International Music Organisations
The EMC has 17 members that carry out work on an international level (defined as an organisation that has members or carries out activities in a minimum of ten countries outside of Europe).

 European Festivals Association (EFA)
 Fondazione Adkins Chiti: Donne in Musica
 International Association of Music Information Centres (IAMIC)
 International Association of Music Libraries, Archives and Documentation Centres (IAML)
 International Association of Schools of Jazz (IASJ)
 International Confederation of Accordionists (ICA)
 International Confederation of Electroacoustic Music (ICEM)
 International Federation for Choral Music (IFCM)
 International Federation of Chopin Societies (IFCS)
 International Federation of Musicians (FIM)
 International Music and Media Centre (IMZ)
 International Music Products Association, NAMM
 International Society for Contemporary Music (ISCM)
 International Society for Music Education
 Jeunesses Musicales International (JMI)
 World Federation of Amateur Orchestras (WFAO)
 World Federation of International Music Competitions (WFIMC)

European Music Organisations
There are 18 organisations in the 'European Music Organisations' category of the EMC (defined as operating in a minimum of 20% of Europe).

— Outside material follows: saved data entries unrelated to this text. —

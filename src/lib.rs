//! webshot: Scroll-capture-stitch screenshots and visual regression for web
//! pages
//!
//! This library captures web content larger than the browser viewport by
//! scrolling a remote-controlled browser, capturing each viewport, and
//! stitching the frames into one seamless bitmap. Pages, single elements and
//! embedded frames can be captured. Captures can be compared against stored
//! baselines with a tolerance-based image diff, and everything is exposed
//! as a Model Context Protocol (MCP) server.

pub mod capture;
pub mod diff;
pub mod error;
pub mod geometry;
pub mod mcp;
pub mod mcp_content;
pub mod model;
pub mod regression;
pub mod snapshot;
pub mod util;
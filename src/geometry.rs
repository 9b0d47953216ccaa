//! Geometry value types for page, element and frame regions
//!
//! Everything in this module is measured in logical (CSS) pixels except
//! [`RawRegion`], which addresses pixels of a captured bitmap. Conversion
//! between the two lives in [`crate::capture::pixel_ratio`].
//!
//! # Examples
//!
//! ```
//! use webshot::geometry::{Rect, ScrollOffset};
//!
//! let viewport = Rect::new(0, 0, 800, 600);
//! let element = Rect::new(100, 900, 200, 50);
//!
//! // After scrolling down 700px the element sits at y = 200 in the viewport
//! let scrolled = element.offset_by(ScrollOffset::new(0, 700));
//! assert_eq!(scrolled, Rect::new(100, 200, 200, 50));
//! assert!(viewport.contains(&scrolled));
//! ```

use schemars::JsonSchema;
use serde::{Deserialize, Serialize};

/// Axis-aligned rectangle in logical pixels
///
/// The origin may be negative (an element scrolled partly above the
/// viewport); width and height never are.
#[derive(Debug, Clone, Copy, PartialEq, Eq, Hash, Default, Serialize, Deserialize, JsonSchema)]
pub struct Rect {
    /// Left edge
    pub x:      i64,
    /// Top edge
    pub y:      i64,
    /// Width
    pub width:  u32,
    /// Height
    pub height: u32,
}

impl Rect {
    /// Creates a new rectangle
    pub fn new(x: i64, y: i64, width: u32, height: u32) -> Self {
        Self {
            x,
            y,
            width,
            height,
        }
    }

    /// Builds a rectangle from `[x, y, width, height]` values reported by the
    /// browser, rounding to whole logical pixels
    pub fn from_reported([x, y, width, height]: [f64; 4]) -> Self {
        Self::new(
            round_signed(x),
            round_signed(y),
            clamp_logical(width),
            clamp_logical(height),
        )
    }

    /// Creates a rectangle anchored at the origin
    pub fn from_size(size: Size) -> Self {
        Self::new(0, 0, size.width, size.height)
    }

    /// Exclusive right edge
    pub fn right(&self) -> i64 {
        self.x + i64::from(self.width)
    }

    /// Exclusive bottom edge
    pub fn bottom(&self) -> i64 {
        self.y + i64::from(self.height)
    }

    /// Returns the width and height of the rectangle
    pub fn size(&self) -> Size {
        Size::new(self.width, self.height)
    }

    /// Returns `true` if the rectangle covers no pixels
    pub fn is_empty(&self) -> bool {
        self.width == 0 || self.height == 0
    }

    /// Returns the overlapping area of two rectangles, or `None` if they do
    /// not overlap
    ///
    /// # Examples
    ///
    /// ```
    /// use webshot::geometry::Rect;
    ///
    /// let a = Rect::new(0, 0, 100, 100);
    /// let b = Rect::new(50, -20, 100, 100);
    /// assert_eq!(a.intersection(&b), Some(Rect::new(50, 0, 50, 80)));
    /// assert_eq!(a.intersection(&Rect::new(100, 0, 10, 10)), None);
    /// ```
    pub fn intersection(&self, other: &Rect) -> Option<Rect> {
        let left = self.x.max(other.x);
        let top = self.y.max(other.y);
        let right = self.right().min(other.right());
        let bottom = self.bottom().min(other.bottom());

        if right <= left || bottom <= top {
            return None;
        }

        Some(Rect::new(left, top, (right - left) as u32, (bottom - top) as u32))
    }

    /// Returns `true` if `other` lies entirely inside this rectangle
    pub fn contains(&self, other: &Rect) -> bool {
        other.x >= self.x
            && other.y >= self.y
            && other.right() <= self.right()
            && other.bottom() <= self.bottom()
    }

    /// Returns `true` if a rectangle of this size fits inside `outer`
    /// without moving it
    pub fn fits_within(&self, outer: Size) -> bool {
        self.width <= outer.width && self.height <= outer.height
    }

    /// Moves the rectangle by the given deltas
    pub fn translate(&self, dx: i64, dy: i64) -> Rect {
        Rect::new(self.x + dx, self.y + dy, self.width, self.height)
    }

    /// Converts a page-space rectangle to viewport space for the given
    /// scroll position
    pub fn offset_by(&self, scroll: ScrollOffset) -> Rect {
        self.translate(-i64::from(scroll.x), -i64::from(scroll.y))
    }
}

/// Scroll position in logical pixels
#[derive(Debug, Clone, Copy, PartialEq, Eq, Hash, Default, Serialize, Deserialize, JsonSchema)]
pub struct ScrollOffset {
    /// Horizontal scroll position
    pub x: u32,
    /// Vertical scroll position
    pub y: u32,
}

impl ScrollOffset {
    /// Scroll origin (top-left)
    pub const ORIGIN: ScrollOffset = ScrollOffset { x: 0, y: 0 };

    /// Creates a new offset
    pub fn new(x: u32, y: u32) -> Self {
        Self { x, y }
    }

    /// Builds an offset from values reported by the browser
    ///
    /// Browsers occasionally report negative or fractional scroll positions
    /// (elastic overscroll, zoom). Negative values clamp to zero and
    /// fractions round to the nearest pixel.
    pub fn from_reported(x: f64, y: f64) -> Self {
        Self::new(clamp_logical(x), clamp_logical(y))
    }
}

/// Width and height in logical pixels
#[derive(Debug, Clone, Copy, PartialEq, Eq, Hash, Default, Serialize, Deserialize, JsonSchema)]
pub struct Size {
    /// Width
    pub width:  u32,
    /// Height
    pub height: u32,
}

impl Size {
    /// Creates a new size
    pub fn new(width: u32, height: u32) -> Self {
        Self { width, height }
    }
}

/// Region of a captured bitmap in raw pixels
#[derive(Debug, Clone, Copy, PartialEq, Eq, Hash, Default, Serialize, Deserialize, JsonSchema)]
pub struct RawRegion {
    /// Left edge
    pub x:      u32,
    /// Top edge
    pub y:      u32,
    /// Width
    pub width:  u32,
    /// Height
    pub height: u32,
}

impl RawRegion {
    /// Creates a new raw region
    pub fn new(x: u32, y: u32, width: u32, height: u32) -> Self {
        Self {
            x,
            y,
            width,
            height,
        }
    }

    /// Returns `true` if the region lies fully inside a `width` x `height`
    /// bitmap
    pub fn fits_in(&self, width: u32, height: u32) -> bool {
        u64::from(self.x) + u64::from(self.width) <= u64::from(width)
            && u64::from(self.y) + u64::from(self.height) <= u64::from(height)
    }

    /// Shrinks the region so it lies inside a `width` x `height` bitmap
    pub fn clamp_to(&self, width: u32, height: u32) -> RawRegion {
        let x = self.x.min(width);
        let y = self.y.min(height);
        RawRegion::new(
            x,
            y,
            self.width.min(width - x),
            self.height.min(height - y),
        )
    }
}

impl std::fmt::Display for RawRegion {
    fn fmt(&self, f: &mut std::fmt::Formatter<'_>) -> std::fmt::Result {
        write!(f, "{}x{} at ({}, {})", self.width, self.height, self.x, self.y)
    }
}

/// Rounds a browser-reported coordinate to a non-negative logical pixel
pub(crate) fn clamp_logical(value: f64) -> u32 {
    if !value.is_finite() || value <= 0.0 {
        return 0;
    }
    (value + 0.5).floor().min(f64::from(u32::MAX)) as u32
}

fn round_signed(value: f64) -> i64 {
    if !value.is_finite() {
        return 0;
    }
    (value + 0.5).floor() as i64
}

 Europe Jazz Network (EJN)
 European Association for Music in Schools (EAS)
 European Association of Conservatoires (AEC)
 European Broadcasting Union (EBU)
 European Chamber Music Teachers Association (ECMTA)
 European Choral Association-Europa Cantat (ECA)
 European Composer and Songwriter Alliance (ECSA)
 European Concert Hall Organisation (ECHO)
 European Early Music Network (REMA)
 European Federation of National Youth Orchestras (EFNYO)
 European Music School Union (EMU)
 European Orchestra Federation (EOFed)
 European String Teachers Association
 European Union of Music Competitions for Youth
 European Voice Teachers Association e.v. (EVTA)
 Live DMA - European Network for Music Venues and festivals
 Tenso Network Europe
 European Folk Network (EFN)
 SIMM research platform

National and Specialised Organisations
There are 23 National and Specialised Organisations in the European Music Council's membership (defined as any legal constituted organisation, association, society, company, foundation, corporation or NGO working in the field of arts and culture, which does not fulfil the requirements of an international or regional musical organisation or National Music Council)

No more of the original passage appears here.